TASK PROMPT
Lines holding the string "HTTP": copy each one from the listing below.

RECORD SET
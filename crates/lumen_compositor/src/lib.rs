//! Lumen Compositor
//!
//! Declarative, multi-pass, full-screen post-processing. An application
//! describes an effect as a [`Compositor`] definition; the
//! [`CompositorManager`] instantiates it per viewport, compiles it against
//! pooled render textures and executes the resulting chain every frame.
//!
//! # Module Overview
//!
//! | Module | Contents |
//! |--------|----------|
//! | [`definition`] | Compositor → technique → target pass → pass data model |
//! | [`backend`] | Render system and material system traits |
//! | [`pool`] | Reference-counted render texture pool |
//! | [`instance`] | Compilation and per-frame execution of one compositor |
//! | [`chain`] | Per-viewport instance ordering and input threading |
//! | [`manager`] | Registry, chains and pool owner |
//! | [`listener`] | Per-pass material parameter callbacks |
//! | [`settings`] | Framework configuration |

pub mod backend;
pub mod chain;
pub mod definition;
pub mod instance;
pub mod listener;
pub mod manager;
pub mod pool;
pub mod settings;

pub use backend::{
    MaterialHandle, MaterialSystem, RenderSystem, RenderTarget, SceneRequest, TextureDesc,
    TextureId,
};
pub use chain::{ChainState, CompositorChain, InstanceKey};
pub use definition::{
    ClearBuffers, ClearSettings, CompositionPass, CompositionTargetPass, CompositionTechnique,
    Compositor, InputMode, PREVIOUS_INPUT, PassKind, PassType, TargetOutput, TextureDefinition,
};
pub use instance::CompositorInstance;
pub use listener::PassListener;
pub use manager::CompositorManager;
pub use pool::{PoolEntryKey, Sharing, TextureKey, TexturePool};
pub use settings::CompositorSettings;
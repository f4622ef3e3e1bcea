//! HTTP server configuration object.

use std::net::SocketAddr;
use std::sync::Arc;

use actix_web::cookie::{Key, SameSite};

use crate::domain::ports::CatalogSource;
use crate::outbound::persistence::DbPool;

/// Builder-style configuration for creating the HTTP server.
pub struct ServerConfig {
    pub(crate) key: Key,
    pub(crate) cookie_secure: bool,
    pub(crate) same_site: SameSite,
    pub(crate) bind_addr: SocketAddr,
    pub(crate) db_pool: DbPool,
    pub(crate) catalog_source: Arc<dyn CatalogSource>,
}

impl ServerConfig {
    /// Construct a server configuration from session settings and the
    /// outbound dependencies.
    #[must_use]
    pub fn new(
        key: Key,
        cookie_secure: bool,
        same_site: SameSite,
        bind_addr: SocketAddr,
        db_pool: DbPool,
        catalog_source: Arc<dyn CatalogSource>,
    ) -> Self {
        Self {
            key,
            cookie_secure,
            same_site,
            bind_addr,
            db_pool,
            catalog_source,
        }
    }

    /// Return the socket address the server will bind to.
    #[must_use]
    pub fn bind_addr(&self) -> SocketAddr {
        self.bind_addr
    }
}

EXERCISE OUTPUT
//! HTTP server configuration object.
/// Builder-style configuration for creating the HTTP server.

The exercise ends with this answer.